» **Exercise requirements**
Copy out each line of the listing below where the string "query" appears.

━━━━━ Recorded data ━━━━━

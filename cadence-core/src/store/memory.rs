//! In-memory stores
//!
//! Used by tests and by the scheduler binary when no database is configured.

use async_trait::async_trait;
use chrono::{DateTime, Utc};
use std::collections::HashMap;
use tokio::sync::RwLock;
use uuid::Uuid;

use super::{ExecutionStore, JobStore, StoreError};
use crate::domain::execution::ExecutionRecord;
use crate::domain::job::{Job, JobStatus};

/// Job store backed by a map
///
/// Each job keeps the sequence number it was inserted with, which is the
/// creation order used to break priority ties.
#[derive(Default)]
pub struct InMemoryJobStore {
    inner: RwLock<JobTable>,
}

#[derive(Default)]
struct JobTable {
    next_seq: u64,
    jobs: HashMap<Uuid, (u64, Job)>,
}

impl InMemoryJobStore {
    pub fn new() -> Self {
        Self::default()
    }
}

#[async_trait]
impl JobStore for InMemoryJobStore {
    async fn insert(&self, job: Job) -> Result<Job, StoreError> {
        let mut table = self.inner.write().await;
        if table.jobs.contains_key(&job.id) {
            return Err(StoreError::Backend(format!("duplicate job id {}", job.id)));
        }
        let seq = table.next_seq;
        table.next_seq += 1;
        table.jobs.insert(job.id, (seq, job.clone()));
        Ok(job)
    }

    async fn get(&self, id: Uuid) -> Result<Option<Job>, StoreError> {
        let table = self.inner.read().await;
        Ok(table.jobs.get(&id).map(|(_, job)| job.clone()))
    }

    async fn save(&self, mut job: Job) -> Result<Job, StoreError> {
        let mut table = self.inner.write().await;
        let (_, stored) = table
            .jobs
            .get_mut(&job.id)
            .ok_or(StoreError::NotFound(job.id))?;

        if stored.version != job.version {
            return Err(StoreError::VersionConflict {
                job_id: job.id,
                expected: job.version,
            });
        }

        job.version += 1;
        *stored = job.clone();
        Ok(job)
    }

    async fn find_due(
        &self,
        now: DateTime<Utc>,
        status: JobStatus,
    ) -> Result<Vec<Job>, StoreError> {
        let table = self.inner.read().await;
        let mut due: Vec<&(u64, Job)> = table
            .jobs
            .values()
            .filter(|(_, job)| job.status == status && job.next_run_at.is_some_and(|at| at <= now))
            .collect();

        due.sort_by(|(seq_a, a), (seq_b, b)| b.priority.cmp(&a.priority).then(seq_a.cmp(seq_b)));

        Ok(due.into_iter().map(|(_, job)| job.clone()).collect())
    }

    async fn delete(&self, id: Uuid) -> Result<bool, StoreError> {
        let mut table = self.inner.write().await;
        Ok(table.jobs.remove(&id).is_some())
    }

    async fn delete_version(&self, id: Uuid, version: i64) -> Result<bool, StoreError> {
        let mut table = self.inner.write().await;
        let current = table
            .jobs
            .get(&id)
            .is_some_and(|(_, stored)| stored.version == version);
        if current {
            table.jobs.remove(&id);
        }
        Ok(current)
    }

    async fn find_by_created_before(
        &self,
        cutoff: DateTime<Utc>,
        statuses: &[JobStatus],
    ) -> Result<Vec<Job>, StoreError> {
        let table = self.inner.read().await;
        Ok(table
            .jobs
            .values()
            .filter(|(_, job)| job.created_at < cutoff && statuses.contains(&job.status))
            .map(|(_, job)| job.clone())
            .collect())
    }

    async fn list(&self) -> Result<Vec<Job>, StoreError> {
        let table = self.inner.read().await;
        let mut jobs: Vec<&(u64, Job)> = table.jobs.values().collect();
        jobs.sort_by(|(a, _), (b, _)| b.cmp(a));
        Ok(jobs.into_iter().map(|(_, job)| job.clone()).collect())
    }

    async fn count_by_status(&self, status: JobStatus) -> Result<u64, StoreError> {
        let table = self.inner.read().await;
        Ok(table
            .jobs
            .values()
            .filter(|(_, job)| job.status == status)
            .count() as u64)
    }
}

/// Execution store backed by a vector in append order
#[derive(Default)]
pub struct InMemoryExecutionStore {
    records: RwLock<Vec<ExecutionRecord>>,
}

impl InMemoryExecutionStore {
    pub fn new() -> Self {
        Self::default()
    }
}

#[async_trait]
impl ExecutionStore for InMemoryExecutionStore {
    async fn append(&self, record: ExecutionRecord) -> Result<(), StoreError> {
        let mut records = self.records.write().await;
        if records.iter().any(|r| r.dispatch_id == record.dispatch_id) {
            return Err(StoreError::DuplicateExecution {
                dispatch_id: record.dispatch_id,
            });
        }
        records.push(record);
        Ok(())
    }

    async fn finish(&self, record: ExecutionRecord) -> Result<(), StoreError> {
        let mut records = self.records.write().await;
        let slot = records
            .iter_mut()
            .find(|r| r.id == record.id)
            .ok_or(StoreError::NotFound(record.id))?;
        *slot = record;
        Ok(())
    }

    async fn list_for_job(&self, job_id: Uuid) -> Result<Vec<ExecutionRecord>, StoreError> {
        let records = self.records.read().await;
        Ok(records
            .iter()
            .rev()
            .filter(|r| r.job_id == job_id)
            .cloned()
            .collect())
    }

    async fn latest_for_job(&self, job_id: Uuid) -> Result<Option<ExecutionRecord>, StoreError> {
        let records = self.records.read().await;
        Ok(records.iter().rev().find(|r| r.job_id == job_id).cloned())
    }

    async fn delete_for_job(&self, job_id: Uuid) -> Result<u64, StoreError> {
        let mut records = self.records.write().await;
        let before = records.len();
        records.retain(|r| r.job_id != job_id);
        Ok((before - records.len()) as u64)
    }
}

━━━━━
━━━━━ Recorded data ━━━━━

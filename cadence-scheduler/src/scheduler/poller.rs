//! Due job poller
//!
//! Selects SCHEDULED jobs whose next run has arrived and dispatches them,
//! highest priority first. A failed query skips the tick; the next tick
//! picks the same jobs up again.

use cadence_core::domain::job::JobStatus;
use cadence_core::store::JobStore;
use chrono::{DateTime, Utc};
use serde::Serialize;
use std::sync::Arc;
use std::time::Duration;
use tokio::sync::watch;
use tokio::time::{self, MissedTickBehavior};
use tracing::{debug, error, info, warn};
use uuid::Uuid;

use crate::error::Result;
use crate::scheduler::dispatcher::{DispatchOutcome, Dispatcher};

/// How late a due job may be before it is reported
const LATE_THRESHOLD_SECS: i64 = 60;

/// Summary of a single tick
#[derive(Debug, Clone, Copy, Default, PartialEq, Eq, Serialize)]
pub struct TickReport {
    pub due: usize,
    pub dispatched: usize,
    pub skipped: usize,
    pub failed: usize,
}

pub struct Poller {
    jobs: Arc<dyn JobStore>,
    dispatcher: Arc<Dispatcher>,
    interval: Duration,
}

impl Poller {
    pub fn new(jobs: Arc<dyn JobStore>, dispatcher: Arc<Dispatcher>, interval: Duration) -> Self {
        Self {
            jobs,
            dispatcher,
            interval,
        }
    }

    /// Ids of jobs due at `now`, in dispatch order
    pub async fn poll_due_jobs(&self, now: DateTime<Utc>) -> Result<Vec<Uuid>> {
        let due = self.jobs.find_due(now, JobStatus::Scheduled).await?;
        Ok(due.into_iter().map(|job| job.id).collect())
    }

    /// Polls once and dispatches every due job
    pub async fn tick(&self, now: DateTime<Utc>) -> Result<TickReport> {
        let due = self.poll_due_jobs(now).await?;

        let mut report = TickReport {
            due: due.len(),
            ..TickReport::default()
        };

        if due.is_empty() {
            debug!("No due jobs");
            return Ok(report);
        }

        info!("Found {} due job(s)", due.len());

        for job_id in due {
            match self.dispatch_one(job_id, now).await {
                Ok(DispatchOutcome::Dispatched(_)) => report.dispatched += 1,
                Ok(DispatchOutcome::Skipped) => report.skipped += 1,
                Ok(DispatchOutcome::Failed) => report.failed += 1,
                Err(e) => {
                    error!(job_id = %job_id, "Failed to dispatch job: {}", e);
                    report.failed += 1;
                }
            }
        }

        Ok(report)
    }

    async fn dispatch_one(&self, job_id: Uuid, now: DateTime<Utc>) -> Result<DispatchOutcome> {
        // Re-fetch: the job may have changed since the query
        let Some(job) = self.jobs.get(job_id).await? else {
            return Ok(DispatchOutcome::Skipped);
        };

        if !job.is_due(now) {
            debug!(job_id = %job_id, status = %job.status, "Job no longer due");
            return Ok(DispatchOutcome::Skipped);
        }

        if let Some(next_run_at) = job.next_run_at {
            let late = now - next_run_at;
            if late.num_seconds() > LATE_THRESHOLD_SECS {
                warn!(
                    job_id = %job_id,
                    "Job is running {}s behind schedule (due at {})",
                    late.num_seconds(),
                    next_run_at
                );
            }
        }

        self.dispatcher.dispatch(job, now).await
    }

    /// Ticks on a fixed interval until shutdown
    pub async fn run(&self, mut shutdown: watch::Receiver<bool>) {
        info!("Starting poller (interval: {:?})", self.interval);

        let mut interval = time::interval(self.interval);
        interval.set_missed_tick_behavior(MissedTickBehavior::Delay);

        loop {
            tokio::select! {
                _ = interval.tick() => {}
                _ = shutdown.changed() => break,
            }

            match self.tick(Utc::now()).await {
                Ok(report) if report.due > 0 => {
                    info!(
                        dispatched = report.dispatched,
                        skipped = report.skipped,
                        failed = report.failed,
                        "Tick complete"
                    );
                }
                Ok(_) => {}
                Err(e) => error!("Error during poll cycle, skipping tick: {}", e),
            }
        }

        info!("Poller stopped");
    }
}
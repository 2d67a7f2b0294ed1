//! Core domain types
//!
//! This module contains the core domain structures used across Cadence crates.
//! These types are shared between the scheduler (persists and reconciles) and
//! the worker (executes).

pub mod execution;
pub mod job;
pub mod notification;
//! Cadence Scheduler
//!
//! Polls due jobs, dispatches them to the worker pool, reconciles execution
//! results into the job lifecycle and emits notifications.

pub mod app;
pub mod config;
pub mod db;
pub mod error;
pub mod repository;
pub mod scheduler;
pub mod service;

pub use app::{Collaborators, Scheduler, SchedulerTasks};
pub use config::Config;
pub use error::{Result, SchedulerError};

━━━━━
━━━━━ Recorded data ━━━━━

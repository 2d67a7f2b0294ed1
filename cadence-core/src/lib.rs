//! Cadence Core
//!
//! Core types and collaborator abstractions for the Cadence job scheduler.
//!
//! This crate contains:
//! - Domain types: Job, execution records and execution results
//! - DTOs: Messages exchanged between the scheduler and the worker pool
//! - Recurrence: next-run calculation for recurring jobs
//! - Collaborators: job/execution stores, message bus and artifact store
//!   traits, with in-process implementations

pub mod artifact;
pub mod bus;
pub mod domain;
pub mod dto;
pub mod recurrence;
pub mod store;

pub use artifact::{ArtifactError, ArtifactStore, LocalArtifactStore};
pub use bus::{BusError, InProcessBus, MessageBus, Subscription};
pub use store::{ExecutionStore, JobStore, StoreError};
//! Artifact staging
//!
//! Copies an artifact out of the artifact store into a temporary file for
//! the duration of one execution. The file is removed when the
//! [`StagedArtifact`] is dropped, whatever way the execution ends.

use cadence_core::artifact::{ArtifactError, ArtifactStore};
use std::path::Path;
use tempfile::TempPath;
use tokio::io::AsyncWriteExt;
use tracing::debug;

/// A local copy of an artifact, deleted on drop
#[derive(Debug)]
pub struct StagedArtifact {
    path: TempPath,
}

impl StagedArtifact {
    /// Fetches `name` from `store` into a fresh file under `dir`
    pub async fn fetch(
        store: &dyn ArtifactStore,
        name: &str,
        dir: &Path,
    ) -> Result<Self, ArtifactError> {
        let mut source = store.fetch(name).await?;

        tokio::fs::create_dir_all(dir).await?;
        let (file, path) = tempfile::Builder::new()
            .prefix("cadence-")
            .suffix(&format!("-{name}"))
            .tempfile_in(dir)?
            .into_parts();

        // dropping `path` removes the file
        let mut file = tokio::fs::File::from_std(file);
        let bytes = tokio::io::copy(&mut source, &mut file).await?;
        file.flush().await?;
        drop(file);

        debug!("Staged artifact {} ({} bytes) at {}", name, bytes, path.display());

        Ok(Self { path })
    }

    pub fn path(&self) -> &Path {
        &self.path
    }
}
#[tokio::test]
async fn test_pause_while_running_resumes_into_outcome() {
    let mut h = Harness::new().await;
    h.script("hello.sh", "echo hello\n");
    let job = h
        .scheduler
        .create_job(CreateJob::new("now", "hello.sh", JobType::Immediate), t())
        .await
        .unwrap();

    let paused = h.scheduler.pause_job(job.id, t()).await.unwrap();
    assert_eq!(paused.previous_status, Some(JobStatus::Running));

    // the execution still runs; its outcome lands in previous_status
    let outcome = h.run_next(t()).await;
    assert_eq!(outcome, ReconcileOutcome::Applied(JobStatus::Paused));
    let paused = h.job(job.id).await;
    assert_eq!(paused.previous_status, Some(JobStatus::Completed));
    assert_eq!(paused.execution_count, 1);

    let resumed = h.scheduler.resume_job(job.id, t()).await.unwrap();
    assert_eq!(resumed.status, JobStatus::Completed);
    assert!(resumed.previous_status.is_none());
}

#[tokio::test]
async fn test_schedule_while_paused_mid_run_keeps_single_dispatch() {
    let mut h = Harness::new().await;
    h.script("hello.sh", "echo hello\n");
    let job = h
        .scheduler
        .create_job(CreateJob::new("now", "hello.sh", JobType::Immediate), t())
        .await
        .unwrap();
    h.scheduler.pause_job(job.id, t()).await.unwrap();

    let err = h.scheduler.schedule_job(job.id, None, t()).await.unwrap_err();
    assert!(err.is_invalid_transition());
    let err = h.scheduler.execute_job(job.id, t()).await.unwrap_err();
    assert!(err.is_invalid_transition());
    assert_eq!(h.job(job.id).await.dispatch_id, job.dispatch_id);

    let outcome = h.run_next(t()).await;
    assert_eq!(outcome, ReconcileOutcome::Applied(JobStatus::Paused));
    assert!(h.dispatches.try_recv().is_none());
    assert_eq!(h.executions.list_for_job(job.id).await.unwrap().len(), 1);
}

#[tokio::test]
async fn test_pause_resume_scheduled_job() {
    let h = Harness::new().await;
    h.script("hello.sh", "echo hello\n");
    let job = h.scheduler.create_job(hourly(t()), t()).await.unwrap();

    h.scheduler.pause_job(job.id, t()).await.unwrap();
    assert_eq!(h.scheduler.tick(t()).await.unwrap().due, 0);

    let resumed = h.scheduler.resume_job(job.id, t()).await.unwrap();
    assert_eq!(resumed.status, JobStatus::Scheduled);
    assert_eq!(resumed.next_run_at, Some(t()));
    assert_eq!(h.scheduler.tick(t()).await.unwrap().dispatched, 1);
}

━━━━━

» **Task response**
//! highest priority first. A failed query skips the tick; the next tick
        // Re-fetch: the job may have changed since the query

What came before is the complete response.